With each project, I have built meaningful collaborations with local arts organisations that support communities experiencing hardship, including trauma, addiction, grief, and depression. Working closely with service users, I develop creative workshop programmes shaped through dialogue, co-created through listening and understanding.

The aim for BGW is to develop opportunities for learning, engagement, and self-expression, encouraging participants to explore and better understand their own mental health through creativity.

Lived experience is central to the foundation of BGW, enabling a practice rooted in genuine empathy and connection. I am a queer, disabled woman in recovery, navigating grief following the sudden loss of my father five years ago, and living with bipolar disorder, for which I am medicated. These experiences inform both my perspective and my work.

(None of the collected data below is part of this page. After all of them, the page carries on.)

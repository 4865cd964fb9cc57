use std::sync::Arc;

use dashmap::DashMap;
use dashmap::mapref::entry::Entry;
use heatlink_core::CanonicalSourceId;
use tracing::debug;

use crate::adapter::Adapter;
use crate::alias::AliasTable;
use crate::error::RegistryError;

/// Holds one live [`Adapter`] per canonical source id (§4.4, §9).
///
/// Lookup and registration both go through [`AliasTable::resolve`] first,
/// so a caller using a legacy name or an underscore synonym always lands on
/// the same entry as one using the current canonical id — registering the
/// same canonical source twice is still an error, whichever spelling was
/// used for each attempt.
pub struct Registry {
    adapters: DashMap<CanonicalSourceId, Arc<dyn Adapter>>,
    aliases: AliasTable,
}

impl Registry {
    pub fn new(aliases: AliasTable) -> Self {
        Self {
            adapters: DashMap::new(),
            aliases,
        }
    }

    /// Registers `adapter` under its descriptor's canonical source id.
    /// Errors if that id already has an adapter registered.
    pub fn register(&self, adapter: Arc<dyn Adapter>) -> Result<(), RegistryError> {
        let source_id = self.aliases.resolve(adapter.metadata().source_id().as_str());
        match self.adapters.entry(source_id.clone()) {
            Entry::Occupied(_) => Err(RegistryError::DuplicateSource(source_id)),
            Entry::Vacant(slot) => {
                debug!(source_id = %source_id, "registered adapter");
                slot.insert(adapter);
                Ok(())
            }
        }
    }

    /// Removes the adapter registered for `source_id`, if any. Returns
    /// `true` if an entry was removed.
    pub fn deregister(&self, source_id: &str) -> bool {
        let canonical = self.aliases.resolve(source_id);
        self.adapters.remove(&canonical).is_some()
    }

    /// Resolves `raw` (a canonical id, legacy alias, or underscore synonym)
    /// to its registered adapter.
    pub fn get(&self, raw: &str) -> Option<Arc<dyn Adapter>> {
        let canonical = self.aliases.resolve(raw);
        self.adapters.get(&canonical).map(|entry| Arc::clone(entry.value()))
    }

    /// Looks up by an already-canonicalized id, skipping alias resolution.
    pub fn get_canonical(&self, source_id: &CanonicalSourceId) -> Option<Arc<dyn Adapter>> {
        self.adapters.get(source_id).map(|entry| Arc::clone(entry.value()))
    }

    /// All currently-registered canonical source ids, in no particular
    /// order.
    pub fn list(&self) -> Vec<CanonicalSourceId> {
        self.adapters.iter().map(|entry| entry.key().clone()).collect()
    }

    pub fn len(&self) -> usize {
        self.adapters.len()
    }

    pub fn is_empty(&self) -> bool {
        self.adapters.is_empty()
    }
}

#[cfg(test)]
mod tests {
    use super::*;
    use crate::adapter::FetchContext;
    use async_trait::async_trait;
    use heatlink_core::{NewsItem, SourceDescriptor, SourceKind};

    struct StubAdapter(SourceDescriptor);

    #[async_trait]
    impl Adapter for StubAdapter {
        fn metadata(&self) -> &SourceDescriptor {
            &self.0
        }

        async fn fetch(
            &self,
            _ctx: &FetchContext,
            _client: &reqwest::Client,
        ) -> Result<Vec<NewsItem>, crate::error::AdapterError> {
            Ok(Vec::new())
        }
    }

    fn adapter(source_id: &str) -> Arc<dyn Adapter> {
        Arc::new(StubAdapter(
            SourceDescriptor::new(source_id, "Demo", "https://demo", SourceKind::Api, 60_000, 30_000)
                .unwrap(),
        ))
    }

    #[test]
    fn registering_same_source_twice_is_an_error() {
        let registry = Registry::new(AliasTable::new());
        registry.register(adapter("hacker-news")).unwrap();
        let err = registry.register(adapter("hacker-news")).unwrap_err();
        assert_eq!(err, RegistryError::DuplicateSource(CanonicalSourceId::canonicalize("hacker-news")));
    }

    #[test]
    fn underscore_synonym_resolves_to_same_registered_entry() {
        let registry = Registry::new(AliasTable::new());
        registry.register(adapter("hacker-news")).unwrap();

        assert!(registry.get("hacker_news").is_some());
        assert!(registry.get("Hacker News").is_some());

        let err = registry.register(adapter("hacker_news")).unwrap_err();
        assert_eq!(err, RegistryError::DuplicateSource(CanonicalSourceId::canonicalize("hacker-news")));
    }

    #[test]
    fn deregister_removes_entry() {
        let registry = Registry::new(AliasTable::new());
        registry.register(adapter("demo")).unwrap();
        assert!(registry.deregister("demo"));
        assert!(registry.get("demo").is_none());
        assert!(!registry.deregister("demo"));
    }

    #[test]
    fn alias_table_consulted_before_registration_lookup() {
        let mut aliases = AliasTable::new();
        aliases.insert("old-name", "demo");
        let registry = Registry::new(aliases);
        registry.register(adapter("demo")).unwrap();

        assert!(registry.get("old-name").is_some());
    }

    #[test]
    fn list_returns_all_canonical_ids() {
        let registry = Registry::new(AliasTable::new());
        registry.register(adapter("a")).unwrap();
        registry.register(adapter("b")).unwrap();
        let mut ids: Vec<String> = registry.list().iter().map(|s| s.as_str().to_string()).collect();
        ids.sort();
        assert_eq!(ids, vec!["a".to_string(), "b".to_string()]);
    }
}
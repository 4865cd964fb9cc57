use heatlink_core::SourceDescriptor;
use heatlink_registry::AdapterError;
use serde::de::DeserializeOwned;

/// Parses a descriptor's adapter-opaque `config` blob into a typed record
/// once, at construction time — never read ad hoc at fetch time (§9).
pub fn parse_config<T: DeserializeOwned>(descriptor: &SourceDescriptor) -> Result<T, AdapterError> {
    serde_json::from_value(serde_json::Value::Object(descriptor.config.clone()))
        .map_err(|err| AdapterError::Internal(format!("invalid adapter config: {err}")))
}
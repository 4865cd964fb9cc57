//! In-process [`SharedCache`](heatlink_cache::SharedCache) tier backed by
//! Moka, for single-process deployments or tests that want a real TTL
//! without standing up Redis.

mod backend;

pub use backend::MokaSharedCache;
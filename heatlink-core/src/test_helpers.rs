//! Convenience constructors used by `heatlink-test` and by other crates'
//! own test modules. Gated behind the `test-helpers` feature so none of
//! this ships in a production build.

use crate::{NewsItem, SourceDescriptor, SourceKind};

/// A `SourceDescriptor` with the minimum valid intervals (§3.2), suitable
/// for most unit tests that don't care about scheduling cadence.
pub fn quick_descriptor(source_id: &str) -> SourceDescriptor {
    SourceDescriptor::new(
        source_id,
        source_id,
        format!("https://example.test/{source_id}"),
        SourceKind::Api,
        60_000,
        30_000,
    )
    .expect("quick_descriptor always builds a valid descriptor")
}

/// A minimally populated `NewsItem` for `source_id`, with a derived id.
pub fn quick_item(source_id: &str, title: &str) -> NewsItem {
    let canonical = crate::CanonicalSourceId::canonicalize(source_id);
    NewsItem::builder(
        canonical,
        source_id,
        title,
        format!("https://example.test/{source_id}/{title}"),
    )
    .build()
}
use heatlink_core::ErrorKind;
use thiserror::Error;

/// Errors the proxy pool can surface to a fetch attempt.
#[derive(Debug, Error)]
pub enum ProxyError {
    /// No usable proxy in the requested group and direct fallback was
    /// disallowed by the source descriptor (§4.2).
    #[error("no usable proxy available and direct fallback is disallowed")]
    Unavailable,
    /// The health-check probe for `proxy_id` failed.
    #[error("health check failed for proxy {proxy_id}: {source}")]
    HealthCheckFailed {
        proxy_id: String,
        #[source]
        source: reqwest::Error,
    },
}

impl ProxyError {
    /// Maps to the engine-visible `error_kind` taxonomy (§7).
    pub fn kind(&self) -> ErrorKind {
        match self {
            ProxyError::Unavailable => ErrorKind::ProxyUnavailable,
            ProxyError::HealthCheckFailed { .. } => ErrorKind::Network,
        }
    }
}
//! Injectable time and jitter primitives.
//!
//! Every component in the fetch engine that reasons about deadlines,
//! cache freshness, or scheduling backoff reads time through a [`Clock`]
//! and draws randomness through a [`Jitter`] rather than calling
//! `Instant::now()` / `rand::random()` directly. Production code uses
//! [`SystemClock`] and [`SystemJitter`]; tests use [`TestClock`] and
//! [`TestJitter`] to make otherwise-flaky timing behavior deterministic.

mod clock;
mod jitter;
mod monotonic;

pub use clock::{Clock, SystemClock, TestClock};
pub use jitter::{Jitter, SystemJitter, TestJitter};
pub use monotonic::Monotonic;
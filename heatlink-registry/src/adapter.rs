use async_trait::async_trait;
use heatlink_core::{CallType, NewsItem, SourceDescriptor};

/// Per-fetch context handed to [`Adapter::fetch`] (§4.3, §6.1).
///
/// `deadline_ms` is the millisecond budget remaining at the moment the
/// adapter was invoked, already reduced to the minimum of the caller's
/// deadline, the source's `fetch_deadline_ms`, and any global shutdown
/// signal (§5). Adapters doing their own internal pagination should stop
/// once this budget is spent rather than relying solely on the HTTP
/// client's own timeout.
#[derive(Debug, Clone, Copy)]
pub struct FetchContext {
    pub deadline_ms: u64,
    pub call_type: CallType,
}

/// The pluggable interface every source satisfies (§4.4, §6.1).
///
/// Adapters MUST NOT open their own sockets — the engine provides a
/// preconfigured [`reqwest::Client`] via the HTTP Client Factory, already
/// carrying proxy, timeout and redirect policy.
#[async_trait]
pub trait Adapter: Send + Sync {
    /// The adapter's static configuration (§3.2). Implementations
    /// typically store this at construction time and return a reference.
    fn metadata(&self) -> &SourceDescriptor;

    /// Fetch this source's current items.
    async fn fetch(
        &self,
        ctx: &FetchContext,
        client: &reqwest::Client,
    ) -> Result<Vec<NewsItem>, crate::error::AdapterError>;

    /// Release any external handles (headless browser sessions, open
    /// files). Most adapters need no cleanup.
    async fn close(&self) {}
}
use std::sync::Arc;
use std::time::Duration;

use dashmap::DashMap;
use dashmap::mapref::entry::Entry;
use heatlink_core::CanonicalSourceId;
use tokio::sync::watch;

/// Per-source leader/follower coordination so at most one fetch is ever in
/// flight for a source at a time (§4.9).
///
/// The leader always runs as an independently spawned task (the engine
/// never awaits it directly from the caller's future), so a canceled
/// `GetNews` call never cancels the underlying fetch — only the caller's
/// own wait for the result.
pub struct FetchCoordinator<Outcome> {
    inflight: DashMap<CanonicalSourceId, watch::Receiver<Option<Arc<Outcome>>>>,
}

/// A caller's role with respect to an in-flight fetch for one source.
pub enum Role<Outcome> {
    /// No fetch was in flight. The caller must run one, then call
    /// [`FetchCoordinator::finish`] with the returned sender.
    Leader(watch::Sender<Option<Arc<Outcome>>>),
    /// A fetch is already in flight; await its result with
    /// [`wait_for_result`].
    Follower(watch::Receiver<Option<Arc<Outcome>>>),
}

impl<Outcome> Default for FetchCoordinator<Outcome> {
    fn default() -> Self {
        Self::new()
    }
}

impl<Outcome> FetchCoordinator<Outcome> {
    pub fn new() -> Self {
        Self {
            inflight: DashMap::new(),
        }
    }

    /// `InFlight(source_id) -> bool` (§4.9), exposed for the scheduler.
    pub fn in_flight(&self, source_id: &CanonicalSourceId) -> bool {
        self.inflight.contains_key(source_id)
    }

    /// Claims the leader role for `source_id`, or joins the existing
    /// leader as a follower.
    pub fn join(&self, source_id: &CanonicalSourceId) -> Role<Outcome> {
        match self.inflight.entry(source_id.clone()) {
            Entry::Occupied(occupied) => Role::Follower(occupied.get().clone()),
            Entry::Vacant(vacant) => {
                let (tx, rx) = watch::channel(None);
                vacant.insert(rx);
                Role::Leader(tx)
            }
        }
    }

    /// Publishes the leader's result to every waiting follower and
    /// releases the guard so a later call can become leader again.
    pub fn finish(&self, source_id: &CanonicalSourceId, tx: watch::Sender<Option<Arc<Outcome>>>, outcome: Outcome) {
        let _ = tx.send(Some(Arc::new(outcome)));
        self.inflight.remove(source_id);
    }
}

/// Waits up to `deadline` for a leader to publish its result. Returns
/// `None` on timeout — the caller (§4.7 step 3) falls back to whatever
/// cached items exist, or an `in_flight_timeout` error.
pub async fn wait_for_result<Outcome>(
    mut rx: watch::Receiver<Option<Arc<Outcome>>>,
    deadline: Duration,
) -> Option<Arc<Outcome>> {
    if let Some(value) = rx.borrow().clone() {
        return Some(value);
    }
    match tokio::time::timeout(deadline, rx.changed()).await {
        Ok(Ok(())) => rx.borrow().clone(),
        _ => None,
    }
}
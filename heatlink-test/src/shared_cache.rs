use std::collections::HashMap;
use std::sync::Mutex;

use async_trait::async_trait;
use bytes::Bytes;
use heatlink_cache::{SharedCache, SharedCacheError};

/// A bare in-memory [`SharedCache`] double with no real expiry — every
/// `set` is remembered until the matching `del`, regardless of the TTL it
/// was given (§13). Engine tests that need TTL-accurate shared-cache
/// behavior should use `heatlink-cache-moka` instead; this exists purely
/// so cold-start shared-cache reads can be asserted against without
/// standing up Moka or Redis.
#[derive(Default)]
pub struct InMemorySharedCache {
    entries: Mutex<HashMap<String, Bytes>>,
}

impl InMemorySharedCache {
    pub fn new() -> Self {
        Self::default()
    }

    pub fn contains(&self, key: &str) -> bool {
        self.entries.lock().unwrap().contains_key(key)
    }
}

#[async_trait]
impl SharedCache for InMemorySharedCache {
    async fn get(&self, key: &str) -> Result<Option<Bytes>, SharedCacheError> {
        Ok(self.entries.lock().unwrap().get(key).cloned())
    }

    async fn set(&self, key: &str, value: Bytes, _ttl_ms: u64) -> Result<(), SharedCacheError> {
        self.entries.lock().unwrap().insert(key.to_string(), value);
        Ok(())
    }

    async fn del(&self, key: &str) -> Result<(), SharedCacheError> {
        self.entries.lock().unwrap().remove(key);
        Ok(())
    }
}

I strive to be open about my access needs and emotions, including moments of vulnerability. By sharing honestly, I hope to challenge stigma around mental illness, addiction, and disability, and to create space for others in our community to acknowledge their own experiences and seek support with greater understanding and compassion.

Mad Studies provides an important framework for this work, offering a radical perspective on madness and disability by centring the voices of those with lived experience. It prioritises the creation of safer spaces and more responsive support networks within communities. 

Building on this thinking, my work actively engages with systems that prioritise transparency and non-hierarchical support. Through BGW, I situate this approach within both historical and contemporary contexts, examining how care frameworks can evolve. Developing models that both support mental health and preserve individual autonomy is still often considered radical. Yet BGW responds to this tension by creating environments that are accessible, ambitious and thoughtfully designed, to invite social, emotional, and cognitive growth.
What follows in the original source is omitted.